For months she refused to see what he was. He was her husband, and she was loyal. The first time he kicked her, when she shouted at him, hurt and angry, he laughed. "I was just playing with you baby. Don't take it so seriously."

***

It's been nearly two years, she thought. Nothing ever gets better.

"I ain't leaving!" he roared, when she told him she wanted a divorce. "You're just like all the rest; nothing but a bitch. You're my wife and I ain't leaving!"

For months his rages had been more frequent, less controlled. She felt like she was losing her mind. She needed help, but she couldn't tell anyone how bad it was.

He'd been sick for weeks. She was sure he had pneumonia, although he refused to see a doctor. She knew it was because he couldn't take the chance he'd have to leave his bottle. Driving home from work she felt exhausted and defeated. She hadn't slept in days, between caring for him all night, and dealing with her job all day. She even found herself wondering how she could kill him and not get caught. The thought terriefied her.

Everything looked normal when she pulled into the drive. Or looked like what had become normal. The bass rumble of the stereo greeted her as she walked up to the door.

The door was locked. He probably hadn't been off the couch all day.

Inside, the dog cowered behind the couch. "I don't like the noise, either," she murmured, rubbing his ears.

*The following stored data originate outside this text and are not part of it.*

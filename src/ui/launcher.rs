// External player launch - the terminal can't show video, so hand the URL
// to whatever player the config names and forget about it

use anyhow::{Context, Result};
use std::process::Stdio;
use tokio::process::Command;
use tracing::{info, warn};

use crate::config::PlayerConfig;

/// What happened when playback was handed off
#[derive(Debug)]
pub enum LaunchOutcome {
    Started,
    /// No player configured; the URL is only shown
    Disabled,
    Failed(anyhow::Error),
}

impl LaunchOutcome {
    /// A failed launch leaves nothing playing, so the player pane stays closed
    pub fn opens_player(&self) -> bool {
        !matches!(self, LaunchOutcome::Failed(_))
    }
}

/// Program and arguments for playing `url`, or `None` when launching is disabled
pub fn player_invocation(player: &PlayerConfig, url: &str) -> Option<(String, Vec<String>)> {
    let program = player.command()?;
    let mut args = player.args.clone();
    args.push(url.to_string());
    Some((program.to_string(), args))
}

/// Spawn the configured player detached. Returns false when no player is configured.
pub fn launch(player: &PlayerConfig, url: &str) -> Result<bool> {
    let Some((program, args)) = player_invocation(player, url) else {
        return Ok(false);
    };

    // Child is dropped right away; the player outlives this handle
    Command::new(&program)
        .args(&args)
        .stdin(Stdio::null())
        .stdout(Stdio::null())
        .stderr(Stdio::null())
        .spawn()
        .with_context(|| format!("Failed to start player '{}'", program))?;

    info!("Launched {} for {}", program, url);
    Ok(true)
}

/// `launch`, folded into an outcome the UI can act on
pub fn try_launch(player: &PlayerConfig, url: &str) -> LaunchOutcome {
    match launch(player, url) {
        Ok(true) => LaunchOutcome::Started,
        Ok(false) => LaunchOutcome::Disabled,
        Err(e) => {
            warn!("Player launch failed: {:#}", e);
            LaunchOutcome::Failed(e)
        }
    }
}
// Catalog - what the server told us exists, and how it groups up
// Store holds the raw list, categorizer derives the folder view, filter picks a slice

pub mod categorizer; // folder grouping + unthumbnailed diagnostics
pub mod filter;      // active category tracking
pub mod store;       // fetched descriptor list

pub use categorizer::{categorize, category_of, CatalogView, CategoryEntry, UnthumbnailedSet};
pub use filter::FilterController;
pub use store::CatalogStore;

use serde::{Deserialize, Serialize};
use std::sync::Arc;

/// Reserved key for the synthetic group holding every displayable item
pub const ALL_CATEGORY: &str = "all";

/// Category used when a path has no parent folder segment
pub const UNKNOWN_CATEGORY: &str = "Unknown";

/// Shared handle to a descriptor. The feed repeats items, so we never copy them.
pub type MediaRef = Arc<MediaDescriptor>;

/// One media item as reported by the server. Identity is `video_path`.
#[derive(Debug, Clone, PartialEq, Eq, Serialize, Deserialize)]
pub struct MediaDescriptor {
    pub video_path: String,
    #[serde(default)]
    pub thumb_path: Option<String>,
    #[serde(default)]
    pub has_thumb: bool,
    /// File stem the server derived from the video name, if it sent one
    #[serde(default, skip_serializing_if = "Option::is_none")]
    pub name: Option<String>,
}

impl MediaDescriptor {
    pub fn new(video_path: impl Into<String>, thumb_path: Option<&str>) -> Self {
        let thumb_path = thumb_path.map(str::to_string);
        Self {
            video_path: video_path.into(),
            has_thumb: thumb_path.is_some(),
            thumb_path,
            name: None,
        }
    }

    /// Eligible for the main grid: flagged as thumbnailed AND has a usable thumb path
    pub fn is_displayable(&self) -> bool {
        self.has_thumb && self.thumb_path.as_deref().is_some_and(|p| !p.is_empty())
    }

    /// Folder-derived category label
    pub fn category(&self) -> &str {
        category_of(&self.video_path)
    }

    /// Last path segment, used where a human-readable file name helps
    pub fn file_name(&self) -> &str {
        self.video_path.rsplit('/').next().unwrap_or(&self.video_path)
    }
}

She steeled herself as she marched into the family room. Without looking at him she turned off the stereo.

He didn't say anything.

Surprised, she turned around.

He was in his usual spot on the couch, his cigarettes and tequila within arm's reach. A half-burnt cigarette had fallen out of the ashtray. He lay so still...she felt a flutter of hope mixed with fear and watched for the rise and fall of his chest. His eyes opened and he stared at her. She waited for the cursing, but when he opened his mouth he seemed to convulse into a fit of coughing. She stared, horrified, as blood belched from his mouth.

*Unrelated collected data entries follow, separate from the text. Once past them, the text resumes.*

// Media server client - one GET for the listing, plus URL building for assets
// Anything that goes wrong here ends up as an empty catalog, never a crash

use reqwest::{Client, StatusCode};
use serde::Deserialize;
use std::time::Duration;
use thiserror::Error;
use tracing::{debug, info, warn};

use crate::catalog::MediaDescriptor;

/// Path of the listing endpoint relative to the server base URL
pub const MEDIA_ENDPOINT: &str = "api/media";

#[derive(Debug, Error)]
pub enum FetchError {
    #[error("request to {url} failed: {source}")]
    Transport {
        url: String,
        #[source]
        source: reqwest::Error,
    },
    #[error("server answered {status} for {url}")]
    Status { url: String, status: StatusCode },
    #[error("could not decode media listing: {0}")]
    Decode(#[from] serde_json::Error),
}

/// Listing body as the server sends it. Every field is optional on the wire.
#[derive(Debug, Default, Deserialize)]
struct MediaListing {
    #[serde(default)]
    media_files: Option<Vec<WireMediaFile>>,
    #[serde(default)]
    total_videos: Option<usize>,
    #[serde(default)]
    videos_with_thumbs: Option<usize>,
}

#[derive(Debug, Deserialize)]
struct WireMediaFile {
    #[serde(default)]
    name: Option<String>,
    #[serde(default)]
    video_path: Option<String>,
    #[serde(default)]
    thumb_path: Option<String>,
    #[serde(default)]
    has_thumb: Option<bool>,
}

impl WireMediaFile {
    /// Entries without a video path break the identity contract; drop them
    fn into_descriptor(self) -> Option<MediaDescriptor> {
        let video_path = self.video_path.filter(|p| !p.is_empty())?;
        Some(MediaDescriptor {
            video_path,
            thumb_path: self.thumb_path,
            has_thumb: self.has_thumb.unwrap_or(false),
            name: self.name,
        })
    }
}

/// Decode a listing body into descriptors.
///
/// A missing or `null` `media_files` is an empty catalog, not an error.
pub fn parse_media_listing(body: &str) -> Result<Vec<MediaDescriptor>, FetchError> {
    let listing: MediaListing = serde_json::from_str(body)?;

    if let (Some(total), Some(with_thumbs)) = (listing.total_videos, listing.videos_with_thumbs) {
        debug!("Server reports {} videos, {} with thumbnails", total, with_thumbs);
    }

    let raw = listing.media_files.unwrap_or_default();
    let raw_count = raw.len();
    let descriptors: Vec<MediaDescriptor> = raw
        .into_iter()
        .filter_map(WireMediaFile::into_descriptor)
        .collect();

    if descriptors.len() < raw_count {
        debug!("Dropped {} listing entries without video_path", raw_count - descriptors.len());
    }
    Ok(descriptors)
}

/// `{base}/{path}` with exactly one slash between them
pub fn join_url(base: &str, path: &str) -> String {
    format!("{}/{}", base.trim_end_matches('/'), path.trim_start_matches('/'))
}

/// HTTP client bound to one media server
#[derive(Debug, Clone)]
pub struct MediaClient {
    http: Client,
    base_url: String,
}

impl MediaClient {
    pub fn new(base_url: impl Into<String>, timeout: Duration) -> anyhow::Result<Self> {
        let http = Client::builder()
            .timeout(timeout)
            .build()
            .map_err(|e| anyhow::anyhow!("Failed to build HTTP client: {}", e))?;
        Ok(Self {
            http,
            base_url: base_url.into(),
        })
    }

    pub fn base_url(&self) -> &str {
        &self.base_url
    }

    pub fn listing_url(&self) -> String {
        join_url(&self.base_url, MEDIA_ENDPOINT)
    }

    /// Absolute URL for a server-relative thumb or video path
    pub fn asset_url(&self, path: &str) -> String {
        join_url(&self.base_url, path)
    }

    /// Fetch and decode the listing, surfacing every failure
    pub async fn fetch_catalog(&self) -> Result<Vec<MediaDescriptor>, FetchError> {
        let url = self.listing_url();
        debug!("GET {}", url);

        let response = self
            .http
            .get(&url)
            .send()
            .await
            .map_err(|source| FetchError::Transport { url: url.clone(), source })?;

        let status = response.status();
        if !status.is_success() {
            return Err(FetchError::Status { url, status });
        }

        let body = response
            .text()
            .await
            .map_err(|source| FetchError::Transport { url: url.clone(), source })?;

        let descriptors = parse_media_listing(&body)?;
        info!("Fetched {} media descriptors from {}", descriptors.len(), url);
        Ok(descriptors)
    }

    /// Fetch, degrading any failure to an empty catalog
    pub async fn fetch_or_empty(&self) -> Vec<MediaDescriptor> {
        match self.fetch_catalog().await {
            Ok(descriptors) => descriptors,
            Err(e) => {
                warn!("Media fetch failed, showing empty catalog: {}", e);
                Vec::new()
            }
        }
    }
}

Somewhere in her mind she thought, esophogeal hemorrhage. Call 911.

Slowly she backed out of the room, eyes fixed on the blood.

At the door she whistled for the dog and put him in the car. "Come on boy. Let's go to the park."

2 comments:

HLiza said...

That's interesting. Can't wait for the rest..

Hann said...

Wow! I read a book about abused woman who kill once and it was amazing and one can understand why and how. The book was written by a defence lawyer but no I can't remember the name.
Is it your story! Fantastic talent you've got Gramma!